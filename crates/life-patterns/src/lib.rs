//! Pattern sources: built-in presets, random fill, and file loaders.
//!
//! A [`PatternCatalog`] is an ordered list of generators. Index 0 is always
//! the random fill; built-in presets follow, then any pattern files
//! discovered in an optional directory, sorted by name. `generate` stamps
//! the selected pattern centered on a grid of exactly the requested
//! dimensions.

use life_core::{Rgba, Seed};
use rand::Rng;
use std::borrow::Cow;
use std::fs;
use std::path::{Path, PathBuf};
use thiserror::Error;

pub mod macrocell;
pub mod plaintext;
pub mod rle;

/// Errors raised while selecting or parsing patterns.
#[derive(Debug, Error)]
pub enum PatternError {
    #[error("pattern index {index} out of range (catalog has {len} entries)")]
    IndexOutOfRange { index: usize, len: usize },
    #[error("failed to read {}", path.display())]
    Io {
        path: PathBuf,
        #[source]
        source: std::io::Error,
    },
    #[error("pattern file {}: {source}", path.display())]
    File {
        path: PathBuf,
        #[source]
        source: Box<PatternError>,
    },
    #[error("unsupported pattern file extension: {}", path.display())]
    UnsupportedFormat { path: PathBuf },
    #[error("pattern file is empty")]
    EmptyFile,
    #[error("header not found")]
    MissingHeader,
    #[error("invalid header line: {line}")]
    InvalidHeader { line: String },
    #[error("invalid run length '{digits}'")]
    InvalidRunLength { digits: String },
    #[error("unexpected character '{token}' at line {line}, column {column}")]
    UnexpectedToken {
        token: char,
        line: usize,
        column: usize,
    },
    #[error("invalid character '{token}' in leaf node")]
    InvalidLeafToken { token: char },
    #[error("node reference {reference} out of range in line: {line}")]
    NodeReferenceOutOfRange { reference: usize, line: String },
    #[error("malformed quadtree node line: {line}")]
    InvalidNode { line: String },
}

/// Built-in patterns, stamped centered on the grid.
#[derive(Debug, Clone, Copy, PartialEq, Eq)]
pub enum Preset {
    Glider,
    GosperGliderGun,
    Blinker,
    Toad,
    Pulsar,
    RPentomino,
    Acorn,
    BlockLayingSwitchEngine,
}

impl Preset {
    pub const ALL: [Preset; 8] = [
        Preset::Glider,
        Preset::GosperGliderGun,
        Preset::Blinker,
        Preset::Toad,
        Preset::Pulsar,
        Preset::RPentomino,
        Preset::Acorn,
        Preset::BlockLayingSwitchEngine,
    ];

    pub fn name(self) -> &'static str {
        match self {
            Preset::Glider => "glider",
            Preset::GosperGliderGun => "gosper-glider-gun",
            Preset::Blinker => "blinker",
            Preset::Toad => "toad",
            Preset::Pulsar => "pulsar",
            Preset::RPentomino => "r-pentomino",
            Preset::Acorn => "acorn",
            Preset::BlockLayingSwitchEngine => "block-laying-switch-engine",
        }
    }

    /// Live-cell offsets relative to the pattern's own top-left corner.
    pub fn cells(self) -> Vec<(i64, i64)> {
        match self {
            Preset::Glider => vec![(1, 0), (2, 1), (0, 2), (1, 2), (2, 2)],
            Preset::Blinker => vec![(0, 0), (1, 0), (2, 0)],
            Preset::Toad => vec![(1, 0), (2, 0), (3, 0), (0, 1), (1, 1), (2, 1)],
            Preset::RPentomino => vec![(1, 0), (2, 0), (0, 1), (1, 1), (1, 2)],
            Preset::Acorn => vec![(1, 0), (3, 1), (0, 2), (1, 2), (4, 2), (5, 2), (6, 2)],
            Preset::GosperGliderGun => vec![
                (24, 0),
                (22, 1),
                (24, 1),
                (12, 2),
                (13, 2),
                (20, 2),
                (21, 2),
                (34, 2),
                (35, 2),
                (11, 3),
                (15, 3),
                (20, 3),
                (21, 3),
                (34, 3),
                (35, 3),
                (0, 4),
                (1, 4),
                (10, 4),
                (16, 4),
                (20, 4),
                (21, 4),
                (0, 5),
                (1, 5),
                (10, 5),
                (14, 5),
                (16, 5),
                (17, 5),
                (22, 5),
                (24, 5),
                (10, 6),
                (16, 6),
                (24, 6),
                (11, 7),
                (15, 7),
                (12, 8),
                (13, 8),
            ],
            Preset::Pulsar => {
                // Four-fold symmetric period-3 oscillator on a 13x13 box.
                let arms = [2i64, 3, 4, 8, 9, 10];
                let rails = [0i64, 5, 7, 12];
                let mut cells = Vec::with_capacity(48);
                for &rail in &rails {
                    for &arm in &arms {
                        cells.push((arm, rail));
                        cells.push((rail, arm));
                    }
                }
                cells
            }
            Preset::BlockLayingSwitchEngine => vec![
                (0, 0),
                (1, 0),
                (2, 0),
                (4, 0),
                (0, 1),
                (3, 2),
                (4, 2),
                (1, 3),
                (2, 3),
                (4, 3),
                (0, 4),
                (2, 4),
                (4, 4),
            ],
        }
    }
}

/// A single generator in the catalog.
#[derive(Debug, Clone)]
pub enum PatternEntry {
    /// Uniform random fill at a caller-supplied density.
    Random,
    Preset(Preset),
    /// A plaintext, RLE, or Macrocell file parsed on demand.
    File(PathBuf),
}

impl PatternEntry {
    pub fn name(&self) -> Cow<'_, str> {
        match self {
            PatternEntry::Random => Cow::Borrowed("random"),
            PatternEntry::Preset(preset) => Cow::Borrowed(preset.name()),
            PatternEntry::File(path) => path
                .file_stem()
                .map(|stem| stem.to_string_lossy())
                .unwrap_or_else(|| Cow::Borrowed("pattern")),
        }
    }
}

/// Ordered pattern catalog with random fill first.
#[derive(Debug, Clone)]
pub struct PatternCatalog {
    entries: Vec<PatternEntry>,
}

impl PatternCatalog {
    /// Catalog holding the random fill and every built-in preset.
    #[must_use]
    pub fn builtin() -> Self {
        let mut entries = vec![PatternEntry::Random];
        entries.extend(Preset::ALL.iter().copied().map(PatternEntry::Preset));
        Self { entries }
    }

    /// Catalog over an explicit entry list, in the given order.
    #[must_use]
    pub fn from_entries(entries: Vec<PatternEntry>) -> Self {
        Self { entries }
    }

    /// Built-in catalog extended with pattern files found in `dir`, sorted
    /// by file name. Unrecognized extensions are ignored.
    pub fn with_directory(dir: &Path) -> Result<Self, PatternError> {
        let mut catalog = Self::builtin();
        let mut files: Vec<PathBuf> = fs::read_dir(dir)
            .map_err(|source| PatternError::Io {
                path: dir.to_path_buf(),
                source,
            })?
            .filter_map(|entry| entry.ok())
            .map(|entry| entry.path())
            .filter(|path| {
                path.is_file()
                    && matches!(
                        path.extension().and_then(|ext| ext.to_str()),
                        Some("txt" | "cells" | "rle" | "mc")
                    )
            })
            .collect();
        files.sort();
        catalog
            .entries
            .extend(files.into_iter().map(PatternEntry::File));
        Ok(catalog)
    }

    pub fn len(&self) -> usize {
        self.entries.len()
    }

    pub fn is_empty(&self) -> bool {
        self.entries.is_empty()
    }

    pub fn entries(&self) -> &[PatternEntry] {
        &self.entries
    }

    pub fn name(&self, index: usize) -> Option<Cow<'_, str>> {
        self.entries.get(index).map(PatternEntry::name)
    }

    /// Position of the entry with the given name, if any.
    pub fn index_of(&self, name: &str) -> Option<usize> {
        self.entries.iter().position(|entry| entry.name() == name)
    }

    /// Produce a seed of exactly `width` x `height` for the entry at
    /// `index`. A bad index or a broken file is an error; the caller keeps
    /// its last valid state in that case.
    pub fn generate(
        &self,
        index: usize,
        width: usize,
        height: usize,
        fill_density: f64,
        rng: &mut impl Rng,
    ) -> Result<Seed, PatternError> {
        let entry = self
            .entries
            .get(index)
            .ok_or(PatternError::IndexOutOfRange {
                index,
                len: self.entries.len(),
            })?;

        match entry {
            PatternEntry::Random => Ok(random_seed(width, height, fill_density, rng)),
            PatternEntry::Preset(preset) => Ok(stamp_centered(
                width,
                height,
                &preset.cells(),
                preset.name(),
                rng,
            )),
            PatternEntry::File(path) => {
                let cells = load_pattern_file(path)?;
                let name = entry.name().into_owned();
                Ok(stamp_centered(width, height, &cells, &name, rng))
            }
        }
    }
}

/// Uniform random fill, the catalog's index-0 generator.
pub fn random_seed(width: usize, height: usize, density: f64, rng: &mut impl Rng) -> Seed {
    let density = density.clamp(0.0, 1.0);
    let mut seed = Seed::blank(width, height, "random");
    for y in 0..seed.height() {
        for x in 0..seed.width() {
            if rng.random_bool(density) {
                let color = Rgba::random(rng);
                seed.stamp(x as i64, y as i64, color);
            }
        }
    }
    seed
}

/// Stamp a coordinate list centered on the grid, wrapping toroidally, with
/// a fresh random color per cell.
pub fn stamp_centered(
    width: usize,
    height: usize,
    cells: &[(i64, i64)],
    name: &str,
    rng: &mut impl Rng,
) -> Seed {
    let mut seed = Seed::blank(width, height, name);
    let span_x = cells.iter().map(|&(x, _)| x).max().unwrap_or(0) + 1;
    let span_y = cells.iter().map(|&(_, y)| y).max().unwrap_or(0) + 1;
    let offset_x = (seed.width() as i64 - span_x) / 2;
    let offset_y = (seed.height() as i64 - span_y) / 2;
    for &(x, y) in cells {
        let color = Rgba::random(rng);
        seed.stamp(x + offset_x, y + offset_y, color);
    }
    seed
}

/// Parse a pattern file into a live-cell coordinate list, dispatching on
/// the file extension.
pub fn load_pattern_file(path: &Path) -> Result<Vec<(i64, i64)>, PatternError> {
    let text = fs::read_to_string(path).map_err(|source| PatternError::Io {
        path: path.to_path_buf(),
        source,
    })?;
    let in_file = |source: PatternError| PatternError::File {
        path: path.to_path_buf(),
        source: Box::new(source),
    };
    match path.extension().and_then(|ext| ext.to_str()) {
        Some("txt" | "cells") => Ok(plaintext::parse(&text)),
        Some("rle") => rle::parse(&text).map(|p| p.cells).map_err(in_file),
        Some("mc") => macrocell::parse(&text).map(|p| p.cells).map_err(in_file),
        _ => Err(PatternError::UnsupportedFormat {
            path: path.to_path_buf(),
        }),
    }
}

#[cfg(test)]
mod tests {
    use super::*;
    use rand::{SeedableRng, rngs::SmallRng};
    use std::io::Write;

    fn rng() -> SmallRng {
        SmallRng::seed_from_u64(0xC0FFEE)
    }

    #[test]
    fn catalog_starts_with_random() {
        let catalog = PatternCatalog::builtin();
        assert_eq!(catalog.name(0).unwrap(), "random");
        assert_eq!(catalog.len(), 1 + Preset::ALL.len());
        assert_eq!(catalog.index_of("glider"), Some(1));
        assert_eq!(catalog.index_of("no-such-pattern"), None);
    }

    #[test]
    fn out_of_range_index_is_an_error() {
        let catalog = PatternCatalog::builtin();
        let err = catalog
            .generate(999, 10, 10, 0.2, &mut rng())
            .expect_err("index must be rejected");
        assert!(matches!(err, PatternError::IndexOutOfRange { index: 999, .. }));
    }

    #[test]
    fn generated_seed_has_requested_dimensions() {
        let catalog = PatternCatalog::builtin();
        for index in 0..catalog.len() {
            let seed = catalog.generate(index, 40, 25, 0.2, &mut rng()).unwrap();
            assert_eq!(seed.width(), 40);
            assert_eq!(seed.height(), 25);
        }
    }

    #[test]
    fn presets_have_expected_populations() {
        let mut rng = rng();
        for (preset, population) in [
            (Preset::Glider, 5),
            (Preset::Blinker, 3),
            (Preset::Toad, 6),
            (Preset::Pulsar, 48),
            (Preset::RPentomino, 5),
            (Preset::Acorn, 7),
            (Preset::GosperGliderGun, 36),
            (Preset::BlockLayingSwitchEngine, 13),
        ] {
            let seed = stamp_centered(64, 64, &preset.cells(), preset.name(), &mut rng);
            assert_eq!(seed.population(), population, "{}", preset.name());
        }
    }

    #[test]
    fn blinker_is_centered() {
        let seed = stamp_centered(7, 7, &Preset::Blinker.cells(), "blinker", &mut rng());
        assert!(seed.is_alive(2, 3));
        assert!(seed.is_alive(3, 3));
        assert!(seed.is_alive(4, 3));
        assert_eq!(seed.population(), 3);
    }

    #[test]
    fn random_density_extremes() {
        let empty = random_seed(20, 20, 0.0, &mut rng());
        assert_eq!(empty.population(), 0);
        let full = random_seed(20, 20, 1.0, &mut rng());
        assert_eq!(full.population(), 400);
    }

    #[test]
    fn directory_catalog_discovers_files_sorted() {
        let dir = tempfile::tempdir().expect("tempdir");
        for name in ["zebra.rle", "alpha.txt", "notes.md"] {
            let mut file = std::fs::File::create(dir.path().join(name)).expect("create");
            writeln!(file, "O").expect("write");
        }
        let catalog = PatternCatalog::with_directory(dir.path()).expect("catalog");
        let builtin = PatternCatalog::builtin().len();
        assert_eq!(catalog.len(), builtin + 2);
        assert_eq!(catalog.name(builtin).unwrap(), "alpha");
        assert_eq!(catalog.name(builtin + 1).unwrap(), "zebra");
    }

    #[test]
    fn broken_file_reports_path_context() {
        let dir = tempfile::tempdir().expect("tempdir");
        let path = dir.path().join("broken.rle");
        std::fs::write(&path, "no header here\n").expect("write");
        let err = load_pattern_file(&path).expect_err("must fail");
        let message = err.to_string();
        assert!(message.contains("broken.rle"), "{message}");
    }

    #[test]
    fn unsupported_extension_is_rejected() {
        let dir = tempfile::tempdir().expect("tempdir");
        let path = dir.path().join("pattern.bmp");
        std::fs::write(&path, "xx").expect("write");
        assert!(matches!(
            load_pattern_file(&path),
            Err(PatternError::UnsupportedFormat { .. })
        ));
    }
}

□ □ □

▶ **TASK DIRECTIONS**: Which lines of the listing include the string "color"? Pull them out.

▶ **ANSWER TO THIS TASK**:
                let color = Rgba::random(rng);
                seed.stamp(x as i64, y as i64, color);
/// a fresh random color per cell.
        let color = Rgba::random(rng);
        seed.stamp(x + offset_x, y + offset_y, color);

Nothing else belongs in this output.